New York State Court of Claims

New York State Court of Claims

GOODWIN v. CITY UNIVERSITY OF NEW YORK, #2000-014-504, Claim No. 100253, Motion No. M-60944


Case Information

Claimant short name:
Footnote (claimant name) :
The Court has, sua sponte, amended the caption to just state the names of the claimants.
Footnote (defendant name) :
The allegations in the claim are against the City University of New York, the only properly named defendant, so the Court has, sua sponte, amended the caption to delete the State of New York. This Court does not have jurisdiction over Queens College as an entity distinct from the City University of New York, so the Court has, sua sponte, amended the caption to delete Queens College. Education Law §6224.
Third-party claimant(s):

Third-party defendant(s):

Claim number(s):
Motion number(s):
Cross-motion number(s):

S. Michael Nadel
Claimant's attorney:
Friedman & SimonBy: Edward D. Friedman
Defendant's attorney:
Eliot Spitzer, Attorney GeneralBy: Anne Pavlides, Assistant Attorney General
Third-party defendant's attorney:

Signature date:
April 5, 2000
New York

Official citation:

Appellate results:

See also (multicaptioned case)


The following papers were read on the defendant's motion to dismiss the claim: Notice of Motion, Affirmation in Support and Exhibits annexed; Affirmation in Opposition and Exhibits annexed. Filed papers: Claim, Answer.

The claimant seeks to hold the defendant liable for injuries she sustained when, it is alleged, a window closed on her thumb, in room number 216 at Remsen Hall at Queens College, one of the senior colleges at the City University of New York (Education Law § 6224), where she is a student.

The defendant moves on its Ninth Affirmative Defense, to dismiss the claim on the ground that it does not satisfy the requirements of Court of Claims Act §11(b) because it fails to "include any particularization of the nature of the cause of action and the defendant's conduct in regard to it." Answer, ¶13.

The requirements of §11(b), including that "the claim shall state . . . the nature of same," have consistently been applied in the context of their purpose, which is to enable the defendant to investigate the claim promptly and to ascertain its own liability. Sega v State of New York, 246 AD2d 753, 755. "All elements of the claim need not be set out with formalistic rigidity, but it must convey notice to the [defendant] to enable it to properly investigate, defend, and/or settle the claim [citation omitted] . . . ." Harper v State of New York, 34 AD2d 865.
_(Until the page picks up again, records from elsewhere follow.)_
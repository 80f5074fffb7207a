//! Completions command - print a shell completion script

use crate::cli::args::{Cli, CompletionsArgs};
use crate::error::TrellisResult;
use clap::CommandFactory;

/// Execute the completions command
pub fn execute(args: CompletionsArgs) -> TrellisResult<()> {
    let mut command = Cli::command();
    let name = command.get_name().to_string();
    clap_complete::generate(args.shell, &mut command, name, &mut std::io::stdout());
    Ok(())
}
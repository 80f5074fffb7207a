//! Markup cache
//!
//! Parsed markup is cached in two maps:
//!
//! | Map | Key | Value |
//! |-----|-----|-------|
//! | key cache | cache key | location string |
//! | markup cache | location string | [`CacheEntry`] |
//!
//! Several cache keys (style, locale or variation specific lookups, or a
//! derived class without its own template) may share one location. A lookup
//! that found no markup is remembered as [`CacheEntry::NoMarkup`], stored under
//! the cache key as its own location.
//!
//! # Invalidation
//!
//! Removing a markup also removes every markup merged on top of it. After
//! the location entry is gone, all entries are swept repeatedly, dropping
//! those whose base markup is no longer cached, until a sweep removes
//! nothing. Key entries pointing at removed locations and watcher entries of
//! markup that is no longer cached are pruned afterwards.
//!
//! # Concurrency
//!
//! Both maps are concurrent maps and no lock is held while markup is parsed.
//! Two threads may load the same markup at the same time; the first one to
//! insert wins and the other result is discarded.

pub mod key;
pub mod store;

pub use key::{CacheKeyProvider, DefaultCacheKeyProvider, NoCacheKeyProvider};
pub use store::{CacheStore, DashMapStore};

use crate::config::Config;
use crate::error::TrellisResult;
use crate::factory::MarkupFactory;
use crate::markup::{ComponentClass, ContainerInfo, Markup, MarkupResourceStream};
use crate::watch::{ChangeListener, ModificationWatcher};
use serde::Serialize;
use std::sync::{Arc, Weak};
use std::time::Duration;
use tracing::{debug, info, warn};
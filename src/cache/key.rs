//! Cache key derivation

use crate::markup::{ComponentClass, ContainerInfo};

/// Derives the cache key for a container's markup. `None` means the markup
/// must not be cached.
pub trait CacheKeyProvider: Send + Sync {
    fn cache_key(&self, container: &ContainerInfo, class: &ComponentClass) -> Option<String>;
}

/// `class[_variation][_style][_locale].extension`
#[derive(Debug, Default, Clone, Copy)]
pub struct DefaultCacheKeyProvider;

impl CacheKeyProvider for DefaultCacheKeyProvider {
    fn cache_key(&self, container: &ContainerInfo, class: &ComponentClass) -> Option<String> {
        let mut key = class.name.clone();
        for part in [&container.variation, &container.style, &container.locale]
            .into_iter()
            .flatten()
        {
            key.push('_');
            key.push_str(part);
        }
        key.push('.');
        key.push_str(&container.markup_type);
        Some(key)
    }
}

/// Never caches; used when `[cache] enabled = false`
#[derive(Debug, Default, Clone, Copy)]
pub struct NoCacheKeyProvider;

impl CacheKeyProvider for NoCacheKeyProvider {
    fn cache_key(&self, _container: &ContainerInfo, _class: &ComponentClass) -> Option<String> {
        None
    }
}
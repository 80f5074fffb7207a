//! Inspect command - show the markup a component class resolves to

use super::parse::{print_table, MarkupReport};
use crate::autolink::{AutoLink, AutoLinkResolver};
use crate::cache::MarkupCache;
use crate::cli::args::{InspectArgs, OutputFormat};
use crate::config::Config;
use crate::error::{TrellisError, TrellisResult};
use crate::markup::{Markup, MarkupResourceStream};
use crate::ui::{self, UiContext};
use serde::Serialize;
use tracing::debug;

/// Execute the inspect command
pub async fn execute(args: InspectArgs, config: &Config) -> TrellisResult<()> {
    let cache = MarkupCache::from_config(config)?;
    let container = args
        .container
        .container(&args.class, &config.markup.extension);

    let markup = cache
        .get_markup(&container, None, false)?
        .ok_or_else(|| TrellisError::MarkupNotFound(args.class.clone()))?;
    debug!("Resolved {} with {} elements", args.class, markup.len());

    let links = if args.links {
        let package = cache.factory().container_class(&container).package().to_string();
        AutoLinkResolver::new(cache.factory().registry()).resolve_markup(&markup, &package)
    } else {
        Vec::new()
    };

    match args.format {
        OutputFormat::Json => print_json(&markup, &links)?,
        OutputFormat::Plain => print!("{}", markup),
        OutputFormat::Table => {
            let ctx = UiContext::detect();
            print_table(&markup, &args.class);
            println!();
            print_hierarchy(&ctx, &markup);
            if args.links {
                print_links(&ctx, &links);
            }
        }
    }
    Ok(())
}

/// Resource chain from the markup's own file down to its root base markup
fn hierarchy(markup: &Markup) -> Vec<&MarkupResourceStream> {
    let mut chain = Vec::new();
    let mut current = markup.resource().map(|r| r.as_ref());
    while let Some(resource) = current {
        chain.push(resource);
        current = resource.base_markup_resource().map(|r| r.as_ref());
    }
    chain
}

fn print_hierarchy(ctx: &UiContext, markup: &Markup) {
    ui::section(ctx, "Resources");
    for resource in hierarchy(markup) {
        ui::key_value(
            ctx,
            &resource.markup_class.name,
            &resource.location.display().to_string(),
        );
    }
}

fn print_links(ctx: &UiContext, links: &[AutoLink]) {
    ui::section(ctx, "Automatic links");
    if links.is_empty() {
        ui::remark(ctx, "none");
        return;
    }
    for link in links {
        let target = match link {
            AutoLink::Page {
                class_name,
                parameters,
                ..
            } if parameters.is_empty() => format!("page {}", class_name),
            AutoLink::Page {
                class_name,
                parameters,
                ..
            } => format!("page {} {:?}", class_name, parameters),
            AutoLink::External { href, .. } => href.clone(),
        };
        ui::key_value(ctx, link.id(), &target);
    }
}

fn print_json(markup: &Markup, links: &[AutoLink]) -> TrellisResult<()> {
    #[derive(Serialize)]
    struct InspectJson<'a> {
        #[serde(flatten)]
        markup: MarkupReport<'a>,
        hierarchy: Vec<String>,
        links: &'a [AutoLink],
    }

    let report = InspectJson {
        markup: MarkupReport::new(markup),
        hierarchy: hierarchy(markup)
            .into_iter()
            .map(|r| r.location_as_string())
            .collect(),
        links,
    };
    println!("{}", serde_json::to_string_pretty(&report)?);
    Ok(())
}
"What is required is not absolute exactness, but simply a statement made with sufficient definiteness to enable the [defendant] to be able to investigate the claim promptly and to ascertain its liability under the circumstances. The statement must be specific enough so as not to mislead, deceive or prejudice the rights of the [defendant]. In short, substantial compliance with section 11 is what is required [citations omitted]." Heisler v State of New York, 78 AD2d 767, at 767-768; see also, Sheils v State of New York, 249 AD2d 459; Schneider v State of New York, 234 AD2d 357; Riefler v State of New York, 228 AD2d 1000, 1001.

By this standard the claim, which, inter alia, refers to the contents of an incident report annexed to the claim, satisfies the requirements of Court of Claims Act §11(b). The incident report, apparently prepared by an employee of the defendant shortly after the incident, includes the following entry: "The aided stated that her left thumb was smashed when a hood window in room [???] slammed down on it when she removed a ring stand under the window. * * * I checked the hood window in Room 216 and found the window would not stay up, it would slam shut, I repeated the process a few times and it continued to do the same thing." As stated by the Court in Heisler v State of New York, supra, at 768: "The manner in which claimant was injured and how the defendant was negligent were stated or can be reasonably inferred [citation omitted]."

In accordance with the foregoing, the defendant's motion is denied.[1]

April 5, 2000
New York, New York

Judge of the Court of Claims

[1]To the extent that the Assistant Attorney General has "noted" (in Paragraph 17 of the Affirmation in Support) that the"Notice of Claim" served on the City University differs from the claim filed with the Court and the one served on the Attorney General, the Court regards Paragraph 17 as in support of that portion of the motion pertaining to the timely service of the claim on the City University, which was withdrawn by letter dated February 28, 2000 from the Assistant Attorney General.